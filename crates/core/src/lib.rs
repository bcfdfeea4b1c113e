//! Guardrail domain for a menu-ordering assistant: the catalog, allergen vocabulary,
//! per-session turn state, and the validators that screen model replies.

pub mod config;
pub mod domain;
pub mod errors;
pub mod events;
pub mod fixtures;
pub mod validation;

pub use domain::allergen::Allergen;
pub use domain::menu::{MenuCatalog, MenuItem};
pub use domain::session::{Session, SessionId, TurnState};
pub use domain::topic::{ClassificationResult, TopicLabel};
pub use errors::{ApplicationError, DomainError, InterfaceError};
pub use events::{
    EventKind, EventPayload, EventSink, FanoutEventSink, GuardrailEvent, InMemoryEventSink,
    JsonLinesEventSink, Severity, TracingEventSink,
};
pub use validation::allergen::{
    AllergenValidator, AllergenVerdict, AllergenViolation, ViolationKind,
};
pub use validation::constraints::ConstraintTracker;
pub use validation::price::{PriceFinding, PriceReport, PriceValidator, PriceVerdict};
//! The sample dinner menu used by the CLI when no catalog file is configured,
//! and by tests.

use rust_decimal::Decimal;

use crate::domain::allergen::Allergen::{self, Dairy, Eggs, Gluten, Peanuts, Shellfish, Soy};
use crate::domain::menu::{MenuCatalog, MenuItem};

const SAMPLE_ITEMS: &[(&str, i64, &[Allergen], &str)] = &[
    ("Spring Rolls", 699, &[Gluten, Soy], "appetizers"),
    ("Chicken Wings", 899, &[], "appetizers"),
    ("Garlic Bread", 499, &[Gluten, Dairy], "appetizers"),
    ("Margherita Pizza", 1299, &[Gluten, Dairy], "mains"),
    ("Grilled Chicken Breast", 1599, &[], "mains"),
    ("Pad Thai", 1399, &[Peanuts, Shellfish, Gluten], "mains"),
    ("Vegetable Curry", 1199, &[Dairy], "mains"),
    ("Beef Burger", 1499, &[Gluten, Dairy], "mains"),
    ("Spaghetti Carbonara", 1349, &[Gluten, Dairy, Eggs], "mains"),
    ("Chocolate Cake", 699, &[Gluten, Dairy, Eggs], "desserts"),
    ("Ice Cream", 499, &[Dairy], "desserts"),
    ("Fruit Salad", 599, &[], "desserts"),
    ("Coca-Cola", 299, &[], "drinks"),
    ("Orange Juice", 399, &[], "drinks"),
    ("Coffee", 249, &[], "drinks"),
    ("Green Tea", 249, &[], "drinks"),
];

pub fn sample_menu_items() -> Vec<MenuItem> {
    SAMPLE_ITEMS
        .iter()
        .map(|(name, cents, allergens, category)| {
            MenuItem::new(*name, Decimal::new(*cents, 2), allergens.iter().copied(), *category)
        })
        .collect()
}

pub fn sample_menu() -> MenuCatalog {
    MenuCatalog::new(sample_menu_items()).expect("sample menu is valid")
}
---+---
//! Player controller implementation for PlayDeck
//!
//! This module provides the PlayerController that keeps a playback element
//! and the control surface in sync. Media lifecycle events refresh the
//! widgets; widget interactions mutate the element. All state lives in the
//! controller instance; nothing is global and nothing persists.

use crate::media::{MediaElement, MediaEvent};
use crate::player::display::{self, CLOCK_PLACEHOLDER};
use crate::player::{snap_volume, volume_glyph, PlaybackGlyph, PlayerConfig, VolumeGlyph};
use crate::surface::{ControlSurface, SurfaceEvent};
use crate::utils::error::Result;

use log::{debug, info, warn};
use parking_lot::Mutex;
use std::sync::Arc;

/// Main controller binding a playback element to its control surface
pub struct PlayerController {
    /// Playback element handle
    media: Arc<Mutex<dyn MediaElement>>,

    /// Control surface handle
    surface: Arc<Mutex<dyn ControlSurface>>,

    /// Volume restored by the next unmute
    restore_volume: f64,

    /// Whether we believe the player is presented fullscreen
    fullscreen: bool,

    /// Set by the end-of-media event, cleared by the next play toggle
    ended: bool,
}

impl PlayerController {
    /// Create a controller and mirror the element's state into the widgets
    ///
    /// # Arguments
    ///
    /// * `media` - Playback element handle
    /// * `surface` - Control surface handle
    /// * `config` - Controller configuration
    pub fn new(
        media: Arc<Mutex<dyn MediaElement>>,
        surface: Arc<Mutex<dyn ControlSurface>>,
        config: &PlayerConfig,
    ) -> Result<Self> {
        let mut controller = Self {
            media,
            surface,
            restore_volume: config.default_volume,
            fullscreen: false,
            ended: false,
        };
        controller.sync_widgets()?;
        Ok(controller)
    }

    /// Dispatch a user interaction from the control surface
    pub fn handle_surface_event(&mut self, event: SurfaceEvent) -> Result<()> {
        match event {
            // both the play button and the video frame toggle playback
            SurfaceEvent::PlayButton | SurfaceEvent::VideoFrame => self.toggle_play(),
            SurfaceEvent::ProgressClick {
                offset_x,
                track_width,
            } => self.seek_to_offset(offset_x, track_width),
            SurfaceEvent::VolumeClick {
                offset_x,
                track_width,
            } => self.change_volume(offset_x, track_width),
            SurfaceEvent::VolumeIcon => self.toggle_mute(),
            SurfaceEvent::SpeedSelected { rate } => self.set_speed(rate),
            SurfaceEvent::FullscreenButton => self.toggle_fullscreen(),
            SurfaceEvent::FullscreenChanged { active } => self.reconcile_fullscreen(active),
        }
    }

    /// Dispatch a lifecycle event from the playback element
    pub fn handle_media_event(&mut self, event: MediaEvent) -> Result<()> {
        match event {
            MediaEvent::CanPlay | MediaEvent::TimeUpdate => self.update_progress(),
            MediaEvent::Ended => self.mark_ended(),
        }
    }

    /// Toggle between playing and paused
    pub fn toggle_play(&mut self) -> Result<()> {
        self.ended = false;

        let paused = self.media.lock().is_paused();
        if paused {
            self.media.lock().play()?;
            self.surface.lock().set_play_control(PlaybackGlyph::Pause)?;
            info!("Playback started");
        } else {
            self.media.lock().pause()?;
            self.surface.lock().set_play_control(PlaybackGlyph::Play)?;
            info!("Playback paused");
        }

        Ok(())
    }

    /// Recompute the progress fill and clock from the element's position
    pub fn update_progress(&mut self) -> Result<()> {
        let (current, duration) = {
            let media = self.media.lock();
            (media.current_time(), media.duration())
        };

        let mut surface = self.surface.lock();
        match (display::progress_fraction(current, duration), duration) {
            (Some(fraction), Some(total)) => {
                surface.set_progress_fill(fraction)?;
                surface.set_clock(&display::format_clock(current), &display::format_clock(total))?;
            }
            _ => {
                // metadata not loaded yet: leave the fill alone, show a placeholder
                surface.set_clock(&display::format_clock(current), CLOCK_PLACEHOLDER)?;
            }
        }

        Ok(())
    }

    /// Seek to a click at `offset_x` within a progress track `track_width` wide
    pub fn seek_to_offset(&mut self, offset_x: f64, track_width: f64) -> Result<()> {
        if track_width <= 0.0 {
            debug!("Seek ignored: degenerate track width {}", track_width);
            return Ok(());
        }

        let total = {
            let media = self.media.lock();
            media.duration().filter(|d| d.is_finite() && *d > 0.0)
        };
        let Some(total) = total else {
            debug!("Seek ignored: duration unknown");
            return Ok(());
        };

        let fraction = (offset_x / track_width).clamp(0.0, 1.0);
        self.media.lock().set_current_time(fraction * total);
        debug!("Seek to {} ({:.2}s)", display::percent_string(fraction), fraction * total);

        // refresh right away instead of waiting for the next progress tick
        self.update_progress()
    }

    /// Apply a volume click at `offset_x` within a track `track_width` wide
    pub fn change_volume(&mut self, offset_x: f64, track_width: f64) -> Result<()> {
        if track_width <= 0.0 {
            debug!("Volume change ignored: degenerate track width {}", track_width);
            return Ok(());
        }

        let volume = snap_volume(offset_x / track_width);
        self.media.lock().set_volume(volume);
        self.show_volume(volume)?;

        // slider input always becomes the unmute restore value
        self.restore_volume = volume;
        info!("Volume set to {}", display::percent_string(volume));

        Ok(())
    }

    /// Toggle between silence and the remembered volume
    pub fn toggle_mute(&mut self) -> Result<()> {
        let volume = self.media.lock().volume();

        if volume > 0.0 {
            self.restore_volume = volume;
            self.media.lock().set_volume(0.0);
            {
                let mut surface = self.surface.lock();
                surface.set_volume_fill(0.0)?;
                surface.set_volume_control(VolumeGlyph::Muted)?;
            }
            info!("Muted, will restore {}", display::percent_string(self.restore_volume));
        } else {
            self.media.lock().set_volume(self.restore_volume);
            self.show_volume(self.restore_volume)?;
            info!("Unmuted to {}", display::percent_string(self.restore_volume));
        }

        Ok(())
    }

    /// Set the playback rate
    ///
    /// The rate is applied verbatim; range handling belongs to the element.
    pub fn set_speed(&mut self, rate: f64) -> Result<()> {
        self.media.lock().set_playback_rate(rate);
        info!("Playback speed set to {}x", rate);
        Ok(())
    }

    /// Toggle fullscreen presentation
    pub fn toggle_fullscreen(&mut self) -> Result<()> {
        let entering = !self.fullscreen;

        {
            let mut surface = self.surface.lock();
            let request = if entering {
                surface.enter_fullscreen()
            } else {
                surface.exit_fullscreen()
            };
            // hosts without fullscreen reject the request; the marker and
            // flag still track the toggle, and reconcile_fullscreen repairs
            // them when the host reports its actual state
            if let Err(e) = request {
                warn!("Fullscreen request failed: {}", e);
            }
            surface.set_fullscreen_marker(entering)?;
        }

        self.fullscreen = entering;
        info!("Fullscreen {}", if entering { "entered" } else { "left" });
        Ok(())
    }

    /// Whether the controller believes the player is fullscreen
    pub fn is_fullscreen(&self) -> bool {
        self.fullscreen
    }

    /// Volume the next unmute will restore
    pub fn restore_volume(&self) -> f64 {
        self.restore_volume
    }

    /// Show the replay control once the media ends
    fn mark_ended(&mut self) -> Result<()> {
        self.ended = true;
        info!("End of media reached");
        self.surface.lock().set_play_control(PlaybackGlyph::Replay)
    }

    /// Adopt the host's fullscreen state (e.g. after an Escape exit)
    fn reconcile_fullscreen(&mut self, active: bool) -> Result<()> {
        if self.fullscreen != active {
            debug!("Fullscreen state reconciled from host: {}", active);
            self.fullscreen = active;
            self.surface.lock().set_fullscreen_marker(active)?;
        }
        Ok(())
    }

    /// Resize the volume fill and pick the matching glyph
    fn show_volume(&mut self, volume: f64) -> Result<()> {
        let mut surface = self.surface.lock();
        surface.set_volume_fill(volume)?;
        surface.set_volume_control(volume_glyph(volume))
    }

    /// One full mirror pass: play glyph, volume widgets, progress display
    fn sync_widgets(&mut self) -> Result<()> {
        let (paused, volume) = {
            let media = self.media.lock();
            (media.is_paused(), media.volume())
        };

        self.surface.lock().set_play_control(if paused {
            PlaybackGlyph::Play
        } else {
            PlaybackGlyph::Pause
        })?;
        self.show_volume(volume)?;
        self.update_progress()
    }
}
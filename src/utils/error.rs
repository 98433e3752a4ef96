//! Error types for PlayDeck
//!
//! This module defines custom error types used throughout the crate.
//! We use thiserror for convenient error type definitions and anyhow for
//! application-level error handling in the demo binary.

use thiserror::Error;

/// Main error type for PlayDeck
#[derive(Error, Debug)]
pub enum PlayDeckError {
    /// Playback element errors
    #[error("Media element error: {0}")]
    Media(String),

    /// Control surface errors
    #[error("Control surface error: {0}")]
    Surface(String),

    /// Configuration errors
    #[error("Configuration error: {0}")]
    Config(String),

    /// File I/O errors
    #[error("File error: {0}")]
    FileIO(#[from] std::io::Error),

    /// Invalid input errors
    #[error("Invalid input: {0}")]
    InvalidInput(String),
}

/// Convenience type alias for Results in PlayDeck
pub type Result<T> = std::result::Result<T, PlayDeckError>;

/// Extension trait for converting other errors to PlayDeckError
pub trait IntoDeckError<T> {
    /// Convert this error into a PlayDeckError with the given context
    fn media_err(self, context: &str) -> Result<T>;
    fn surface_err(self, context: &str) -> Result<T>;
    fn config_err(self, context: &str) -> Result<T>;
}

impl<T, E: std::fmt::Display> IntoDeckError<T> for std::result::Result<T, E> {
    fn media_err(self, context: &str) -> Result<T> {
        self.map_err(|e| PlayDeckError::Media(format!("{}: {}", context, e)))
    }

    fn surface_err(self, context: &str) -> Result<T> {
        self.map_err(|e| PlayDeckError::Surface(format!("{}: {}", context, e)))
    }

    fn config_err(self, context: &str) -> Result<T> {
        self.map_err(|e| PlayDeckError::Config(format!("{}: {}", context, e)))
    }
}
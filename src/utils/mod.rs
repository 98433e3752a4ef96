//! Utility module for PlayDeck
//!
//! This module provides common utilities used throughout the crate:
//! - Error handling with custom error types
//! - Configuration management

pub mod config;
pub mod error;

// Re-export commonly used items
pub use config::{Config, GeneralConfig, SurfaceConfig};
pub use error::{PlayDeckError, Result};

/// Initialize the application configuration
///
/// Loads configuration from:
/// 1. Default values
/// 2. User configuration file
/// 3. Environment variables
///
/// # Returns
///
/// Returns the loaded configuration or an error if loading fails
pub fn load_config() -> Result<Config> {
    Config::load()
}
---+---
#### Directions for this task
Within the material above, transcribe exactly the lines that run from the line holding "module for PlayDeck" through the line holding "pub fn load_config()".

#### Output below
//! Utility module for PlayDeck
//!
//! This module provides common utilities used throughout the crate:
//! - Error handling with custom error types
//! - Configuration management

pub mod config;
pub mod error;

// Re-export commonly used items
pub use config::{Config, GeneralConfig, SurfaceConfig};
pub use error::{PlayDeckError, Result};

/// Initialize the application configuration
///
/// Loads configuration from:
/// 1. Default values
/// 2. User configuration file
/// 3. Environment variables
///
/// # Returns
///
/// Returns the loaded configuration or an error if loading fails
pub fn load_config() -> Result<Config> {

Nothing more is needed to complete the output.